_Exercise prompt_
Go over the data and copy out each line with "keyed" in it.

_Records provided_
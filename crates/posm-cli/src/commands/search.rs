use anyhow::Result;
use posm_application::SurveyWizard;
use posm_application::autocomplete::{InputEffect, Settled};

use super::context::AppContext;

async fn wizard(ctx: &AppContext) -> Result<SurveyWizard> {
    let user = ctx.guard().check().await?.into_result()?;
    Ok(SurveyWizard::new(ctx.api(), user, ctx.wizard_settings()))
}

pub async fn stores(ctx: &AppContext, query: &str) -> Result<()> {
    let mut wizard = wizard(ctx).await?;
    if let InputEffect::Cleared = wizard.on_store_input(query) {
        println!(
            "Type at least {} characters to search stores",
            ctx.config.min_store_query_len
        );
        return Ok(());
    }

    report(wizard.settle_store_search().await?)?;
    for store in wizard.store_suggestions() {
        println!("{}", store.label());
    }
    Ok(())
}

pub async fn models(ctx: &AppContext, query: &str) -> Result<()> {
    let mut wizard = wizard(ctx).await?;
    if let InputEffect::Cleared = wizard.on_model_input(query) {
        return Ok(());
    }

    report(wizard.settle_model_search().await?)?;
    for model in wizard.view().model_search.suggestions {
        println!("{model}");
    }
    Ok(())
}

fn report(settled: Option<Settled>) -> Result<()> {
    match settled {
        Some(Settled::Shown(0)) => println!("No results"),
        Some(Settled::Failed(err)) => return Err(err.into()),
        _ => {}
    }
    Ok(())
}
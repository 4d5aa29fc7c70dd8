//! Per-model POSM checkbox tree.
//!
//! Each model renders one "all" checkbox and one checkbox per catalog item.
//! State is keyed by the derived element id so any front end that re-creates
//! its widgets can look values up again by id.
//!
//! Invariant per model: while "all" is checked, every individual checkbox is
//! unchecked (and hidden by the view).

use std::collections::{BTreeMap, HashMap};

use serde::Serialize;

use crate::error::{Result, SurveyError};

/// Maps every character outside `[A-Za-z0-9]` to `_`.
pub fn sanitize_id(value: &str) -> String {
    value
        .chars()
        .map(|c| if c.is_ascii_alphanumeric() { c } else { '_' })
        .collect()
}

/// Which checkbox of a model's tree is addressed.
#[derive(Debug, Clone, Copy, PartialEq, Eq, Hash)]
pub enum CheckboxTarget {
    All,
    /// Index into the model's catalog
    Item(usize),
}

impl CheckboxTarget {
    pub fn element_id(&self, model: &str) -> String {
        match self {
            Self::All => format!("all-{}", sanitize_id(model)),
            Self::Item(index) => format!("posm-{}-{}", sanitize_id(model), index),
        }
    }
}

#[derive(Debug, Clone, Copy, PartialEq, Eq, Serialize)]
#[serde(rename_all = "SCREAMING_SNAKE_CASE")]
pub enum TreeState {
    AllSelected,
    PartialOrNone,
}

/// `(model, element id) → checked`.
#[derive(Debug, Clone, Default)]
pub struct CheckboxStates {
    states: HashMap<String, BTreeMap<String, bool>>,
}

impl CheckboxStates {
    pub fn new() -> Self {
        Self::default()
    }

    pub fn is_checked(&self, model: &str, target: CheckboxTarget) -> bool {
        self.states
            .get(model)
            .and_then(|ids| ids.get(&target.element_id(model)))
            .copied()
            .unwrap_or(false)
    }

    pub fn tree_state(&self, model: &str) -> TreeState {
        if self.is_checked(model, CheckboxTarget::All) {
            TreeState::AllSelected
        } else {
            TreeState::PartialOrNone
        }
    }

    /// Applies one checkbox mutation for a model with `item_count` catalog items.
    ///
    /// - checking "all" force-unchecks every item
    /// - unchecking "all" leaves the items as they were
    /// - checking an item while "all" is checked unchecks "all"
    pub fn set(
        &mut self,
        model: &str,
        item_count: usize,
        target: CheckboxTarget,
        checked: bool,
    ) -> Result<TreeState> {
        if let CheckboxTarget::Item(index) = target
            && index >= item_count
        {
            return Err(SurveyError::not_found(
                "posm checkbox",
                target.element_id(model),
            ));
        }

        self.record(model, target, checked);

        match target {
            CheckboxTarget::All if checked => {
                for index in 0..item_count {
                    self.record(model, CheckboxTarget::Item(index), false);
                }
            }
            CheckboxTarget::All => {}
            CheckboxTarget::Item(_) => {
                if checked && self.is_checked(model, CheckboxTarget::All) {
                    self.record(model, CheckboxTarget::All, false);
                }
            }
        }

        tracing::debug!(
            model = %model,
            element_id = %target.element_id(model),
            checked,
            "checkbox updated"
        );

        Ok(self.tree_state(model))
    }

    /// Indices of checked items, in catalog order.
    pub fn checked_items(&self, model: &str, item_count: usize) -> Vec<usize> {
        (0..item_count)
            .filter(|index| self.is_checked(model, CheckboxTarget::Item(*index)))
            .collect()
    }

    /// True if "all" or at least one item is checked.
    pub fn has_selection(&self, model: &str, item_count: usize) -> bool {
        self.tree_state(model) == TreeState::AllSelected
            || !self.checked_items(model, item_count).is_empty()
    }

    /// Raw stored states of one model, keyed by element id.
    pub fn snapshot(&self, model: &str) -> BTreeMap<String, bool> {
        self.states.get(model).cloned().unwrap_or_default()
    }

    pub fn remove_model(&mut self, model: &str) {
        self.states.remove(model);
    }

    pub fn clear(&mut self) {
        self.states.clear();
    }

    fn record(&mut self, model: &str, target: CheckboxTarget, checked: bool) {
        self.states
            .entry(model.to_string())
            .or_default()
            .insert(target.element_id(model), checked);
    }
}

==

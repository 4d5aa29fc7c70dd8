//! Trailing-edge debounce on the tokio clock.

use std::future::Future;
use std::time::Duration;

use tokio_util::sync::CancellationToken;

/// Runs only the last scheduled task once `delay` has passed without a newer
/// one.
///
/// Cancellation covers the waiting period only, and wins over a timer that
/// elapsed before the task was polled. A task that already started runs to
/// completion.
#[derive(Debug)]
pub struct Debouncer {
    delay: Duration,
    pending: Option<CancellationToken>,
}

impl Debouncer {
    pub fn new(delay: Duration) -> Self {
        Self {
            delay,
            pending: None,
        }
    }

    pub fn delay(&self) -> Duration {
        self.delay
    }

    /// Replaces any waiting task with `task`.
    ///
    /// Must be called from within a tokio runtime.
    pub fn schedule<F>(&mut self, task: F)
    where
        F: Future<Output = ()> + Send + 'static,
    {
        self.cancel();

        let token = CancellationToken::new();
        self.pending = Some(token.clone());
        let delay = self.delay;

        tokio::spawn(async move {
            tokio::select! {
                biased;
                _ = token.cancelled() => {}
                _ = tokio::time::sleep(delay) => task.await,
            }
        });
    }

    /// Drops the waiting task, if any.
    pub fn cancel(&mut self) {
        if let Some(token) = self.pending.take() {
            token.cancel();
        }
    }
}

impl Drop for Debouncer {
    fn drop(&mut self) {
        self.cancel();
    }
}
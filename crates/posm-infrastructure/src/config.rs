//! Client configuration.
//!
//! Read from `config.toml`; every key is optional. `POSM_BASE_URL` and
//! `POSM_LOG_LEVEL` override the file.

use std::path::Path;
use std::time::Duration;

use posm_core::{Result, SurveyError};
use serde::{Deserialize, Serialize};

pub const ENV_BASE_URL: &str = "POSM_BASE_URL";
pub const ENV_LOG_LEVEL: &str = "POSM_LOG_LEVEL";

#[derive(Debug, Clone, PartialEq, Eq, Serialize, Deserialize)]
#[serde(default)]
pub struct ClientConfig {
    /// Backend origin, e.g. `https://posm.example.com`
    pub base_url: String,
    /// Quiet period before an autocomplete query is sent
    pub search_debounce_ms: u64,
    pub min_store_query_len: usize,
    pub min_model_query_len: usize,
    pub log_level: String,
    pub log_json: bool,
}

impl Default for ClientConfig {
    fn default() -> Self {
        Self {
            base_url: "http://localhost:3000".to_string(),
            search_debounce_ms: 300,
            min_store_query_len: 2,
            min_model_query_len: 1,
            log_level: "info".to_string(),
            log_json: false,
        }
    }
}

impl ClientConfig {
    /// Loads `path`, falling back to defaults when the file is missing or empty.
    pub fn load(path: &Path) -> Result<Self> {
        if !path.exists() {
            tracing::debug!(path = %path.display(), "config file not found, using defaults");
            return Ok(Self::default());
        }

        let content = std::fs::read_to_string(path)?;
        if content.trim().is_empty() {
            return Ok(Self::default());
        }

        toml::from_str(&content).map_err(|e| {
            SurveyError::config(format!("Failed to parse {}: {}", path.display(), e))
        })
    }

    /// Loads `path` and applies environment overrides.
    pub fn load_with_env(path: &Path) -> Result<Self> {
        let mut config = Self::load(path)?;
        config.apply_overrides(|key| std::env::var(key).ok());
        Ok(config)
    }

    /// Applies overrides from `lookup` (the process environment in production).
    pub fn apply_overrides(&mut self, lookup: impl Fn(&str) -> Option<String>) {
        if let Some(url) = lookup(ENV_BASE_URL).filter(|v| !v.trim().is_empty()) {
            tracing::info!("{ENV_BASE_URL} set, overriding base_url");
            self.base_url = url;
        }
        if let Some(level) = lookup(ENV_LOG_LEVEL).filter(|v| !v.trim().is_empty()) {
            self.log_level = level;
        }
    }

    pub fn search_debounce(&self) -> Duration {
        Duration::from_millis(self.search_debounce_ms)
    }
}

---

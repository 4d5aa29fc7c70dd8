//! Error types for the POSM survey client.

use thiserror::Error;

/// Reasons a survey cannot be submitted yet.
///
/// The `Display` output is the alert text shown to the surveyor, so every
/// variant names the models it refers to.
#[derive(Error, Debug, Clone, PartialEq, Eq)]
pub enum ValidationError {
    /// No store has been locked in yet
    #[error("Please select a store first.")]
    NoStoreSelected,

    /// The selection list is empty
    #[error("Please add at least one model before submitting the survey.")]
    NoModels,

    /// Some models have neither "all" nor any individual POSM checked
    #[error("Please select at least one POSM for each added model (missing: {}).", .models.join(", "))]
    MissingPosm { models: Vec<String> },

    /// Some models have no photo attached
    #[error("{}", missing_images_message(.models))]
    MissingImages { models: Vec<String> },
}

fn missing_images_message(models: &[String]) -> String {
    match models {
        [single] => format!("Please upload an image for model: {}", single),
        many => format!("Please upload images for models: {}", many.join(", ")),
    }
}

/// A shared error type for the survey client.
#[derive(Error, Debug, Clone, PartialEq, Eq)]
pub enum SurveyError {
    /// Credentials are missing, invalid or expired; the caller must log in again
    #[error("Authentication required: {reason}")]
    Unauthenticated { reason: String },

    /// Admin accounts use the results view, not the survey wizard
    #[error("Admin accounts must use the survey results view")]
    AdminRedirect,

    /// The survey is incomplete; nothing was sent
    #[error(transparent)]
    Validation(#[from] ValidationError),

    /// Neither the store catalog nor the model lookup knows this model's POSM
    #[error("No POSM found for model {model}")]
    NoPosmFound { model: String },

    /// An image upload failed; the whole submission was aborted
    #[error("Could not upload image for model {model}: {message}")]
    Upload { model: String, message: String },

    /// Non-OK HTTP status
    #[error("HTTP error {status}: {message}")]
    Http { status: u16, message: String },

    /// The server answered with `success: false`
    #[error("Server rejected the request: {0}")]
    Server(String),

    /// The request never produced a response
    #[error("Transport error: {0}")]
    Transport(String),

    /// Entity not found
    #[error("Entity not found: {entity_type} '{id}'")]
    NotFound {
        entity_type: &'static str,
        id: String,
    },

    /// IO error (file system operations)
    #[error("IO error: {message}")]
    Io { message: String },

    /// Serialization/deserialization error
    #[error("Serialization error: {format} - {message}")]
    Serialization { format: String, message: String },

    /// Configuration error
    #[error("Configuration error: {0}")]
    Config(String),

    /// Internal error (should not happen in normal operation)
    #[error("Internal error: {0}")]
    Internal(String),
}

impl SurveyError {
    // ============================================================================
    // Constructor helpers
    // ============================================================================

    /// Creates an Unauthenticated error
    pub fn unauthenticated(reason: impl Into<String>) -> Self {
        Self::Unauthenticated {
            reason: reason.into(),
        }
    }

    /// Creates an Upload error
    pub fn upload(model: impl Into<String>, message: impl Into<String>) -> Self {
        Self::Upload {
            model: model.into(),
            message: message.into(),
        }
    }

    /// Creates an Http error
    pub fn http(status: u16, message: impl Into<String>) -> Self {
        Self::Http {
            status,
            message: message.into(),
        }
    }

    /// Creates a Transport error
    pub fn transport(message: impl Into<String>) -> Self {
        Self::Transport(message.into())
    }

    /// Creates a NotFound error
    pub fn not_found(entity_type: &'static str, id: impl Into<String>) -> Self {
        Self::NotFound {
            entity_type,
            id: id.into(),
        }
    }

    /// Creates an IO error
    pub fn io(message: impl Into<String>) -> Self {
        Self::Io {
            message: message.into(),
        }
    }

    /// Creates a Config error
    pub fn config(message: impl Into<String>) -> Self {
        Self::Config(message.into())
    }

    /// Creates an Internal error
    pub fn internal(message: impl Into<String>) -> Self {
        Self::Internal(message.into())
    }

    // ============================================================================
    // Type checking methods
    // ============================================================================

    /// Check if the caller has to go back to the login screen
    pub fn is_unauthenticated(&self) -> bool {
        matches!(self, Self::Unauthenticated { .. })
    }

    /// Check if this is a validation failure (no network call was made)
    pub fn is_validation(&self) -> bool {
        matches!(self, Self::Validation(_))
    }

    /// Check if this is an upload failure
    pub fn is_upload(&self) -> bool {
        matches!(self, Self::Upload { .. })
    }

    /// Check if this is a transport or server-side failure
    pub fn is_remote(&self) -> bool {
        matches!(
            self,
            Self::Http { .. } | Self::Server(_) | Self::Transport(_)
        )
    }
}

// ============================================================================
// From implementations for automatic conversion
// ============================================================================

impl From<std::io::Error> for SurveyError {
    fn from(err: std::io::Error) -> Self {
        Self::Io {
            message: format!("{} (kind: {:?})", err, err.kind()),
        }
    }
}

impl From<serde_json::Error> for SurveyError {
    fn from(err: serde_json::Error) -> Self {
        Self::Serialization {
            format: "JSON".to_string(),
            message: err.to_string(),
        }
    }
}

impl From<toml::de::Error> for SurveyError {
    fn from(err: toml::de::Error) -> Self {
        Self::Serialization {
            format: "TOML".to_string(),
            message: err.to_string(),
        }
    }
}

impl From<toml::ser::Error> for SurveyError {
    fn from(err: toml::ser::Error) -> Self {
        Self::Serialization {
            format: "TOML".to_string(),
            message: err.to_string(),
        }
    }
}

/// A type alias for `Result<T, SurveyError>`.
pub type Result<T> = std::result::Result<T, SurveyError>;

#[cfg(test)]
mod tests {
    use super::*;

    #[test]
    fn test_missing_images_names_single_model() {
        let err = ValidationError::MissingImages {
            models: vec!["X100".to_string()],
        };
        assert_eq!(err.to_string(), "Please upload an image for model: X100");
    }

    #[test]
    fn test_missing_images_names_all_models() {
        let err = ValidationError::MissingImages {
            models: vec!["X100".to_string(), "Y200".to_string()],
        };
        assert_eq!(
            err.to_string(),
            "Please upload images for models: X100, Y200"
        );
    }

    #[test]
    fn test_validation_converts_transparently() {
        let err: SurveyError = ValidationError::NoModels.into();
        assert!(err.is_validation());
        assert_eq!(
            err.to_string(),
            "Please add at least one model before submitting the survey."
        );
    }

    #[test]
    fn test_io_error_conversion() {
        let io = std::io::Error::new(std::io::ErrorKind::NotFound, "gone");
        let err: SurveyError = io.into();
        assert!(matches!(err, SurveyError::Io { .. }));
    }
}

_Task response_
//! State is keyed by the derived element id so any front end that re-creates
    /// Raw stored states of one model, keyed by element id.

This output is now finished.